== YOUR TASK ==
Pull from the data below each line where the word "derive" occurs, and copy it.

___ THE DATA

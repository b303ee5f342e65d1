//! Window routing module
//!
//! Splits a harvest into year-month windows, each queried with its own
//! start/end timestamp bounds and drained before the next one starts.

mod router;
mod types;

pub use router::{validate_year, WindowRouter, MIN_YEAR};
pub use types::{HarvestWindow, BOUND_FORMAT};

#[cfg(test)]
mod tests;
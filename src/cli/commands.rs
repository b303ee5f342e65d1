//! CLI commands and argument parsing

use crate::http::ExtraArg;
use crate::schema::DEFAULT_MAX_HEADER_PARTS;
use crate::types::SchemaFormat;
use clap::{Args, Parser, Subcommand};
use std::path::PathBuf;

/// Harvest CVE records from the NVD API into CSV files
#[derive(Parser, Debug)]
#[command(name = "cve-harvest")]
#[command(author, version, about, long_about = None)]
pub struct Cli {
    /// Source description file (YAML)
    #[arg(long, global = true)]
    pub source_config: Option<PathBuf>,

    /// API key sent with every request
    #[arg(long, global = true, env = "api_key", hide_env_values = true)]
    pub api_key: Option<String>,

    /// Verbose output
    #[arg(short, long, global = true)]
    pub verbose: bool,

    #[command(subcommand)]
    pub command: Commands,
}

/// CLI subcommands
#[derive(Subcommand, Debug)]
pub enum Commands {
    /// Write one CSV row per record using a schema file
    Gather {
        #[command(flatten)]
        harvest: HarvestArgs,

        /// Schema file mapping CSV headers to record paths
        #[arg(short = 'c', long)]
        schema: PathBuf,
    },

    /// Synthesize a schema file from the richest record
    Discover {
        #[command(flatten)]
        harvest: HarvestArgs,

        /// Schema encoding
        #[arg(short, long, default_value = "txt")]
        format: DiscoverFormat,

        /// Path segments joined into each header
        #[arg(long, default_value_t = DEFAULT_MAX_HEADER_PARTS)]
        max_header_parts: usize,

        /// Maximum number of fields written (0 = unlimited)
        #[arg(long, default_value = "0")]
        limit: usize,
    },

    /// Validate a schema file and list its fields
    Validate {
        /// Schema file to check
        #[arg(short = 'c', long)]
        schema: PathBuf,
    },
}

/// Arguments shared by the harvesting commands
#[derive(Args, Debug, Clone)]
pub struct HarvestArgs {
    /// Where the output is written
    #[arg(short, long)]
    pub output: PathBuf,

    /// First published year (inclusive)
    #[arg(short, long)]
    pub start_year: i32,

    /// Last published year (inclusive)
    #[arg(short, long)]
    pub end_year: i32,

    /// Extra query argument, `key=value` or a bare flag (repeatable)
    #[arg(long = "extra-arg", value_parser = parse_extra_arg)]
    pub extra_args: Vec<ExtraArg>,
}

fn parse_extra_arg(value: &str) -> crate::error::Result<ExtraArg> {
    value.parse()
}

/// Discover output encoding
#[derive(Debug, Clone, Copy, PartialEq, Eq, clap::ValueEnum)]
pub enum DiscoverFormat {
    /// `HEADER:SEG,...` lines
    Txt,
    /// A JSON object of segment arrays
    Json,
}

impl From<DiscoverFormat> for SchemaFormat {
    fn from(format: DiscoverFormat) -> Self {
        match format {
            DiscoverFormat::Txt => SchemaFormat::Text,
            DiscoverFormat::Json => SchemaFormat::Structured,
        }
    }
}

______

== OUTPUT ==
#[derive(Parser, Debug)]
#[derive(Subcommand, Debug)]
#[derive(Args, Debug, Clone)]
#[derive(Debug, Clone, Copy, PartialEq, Eq, clap::ValueEnum)]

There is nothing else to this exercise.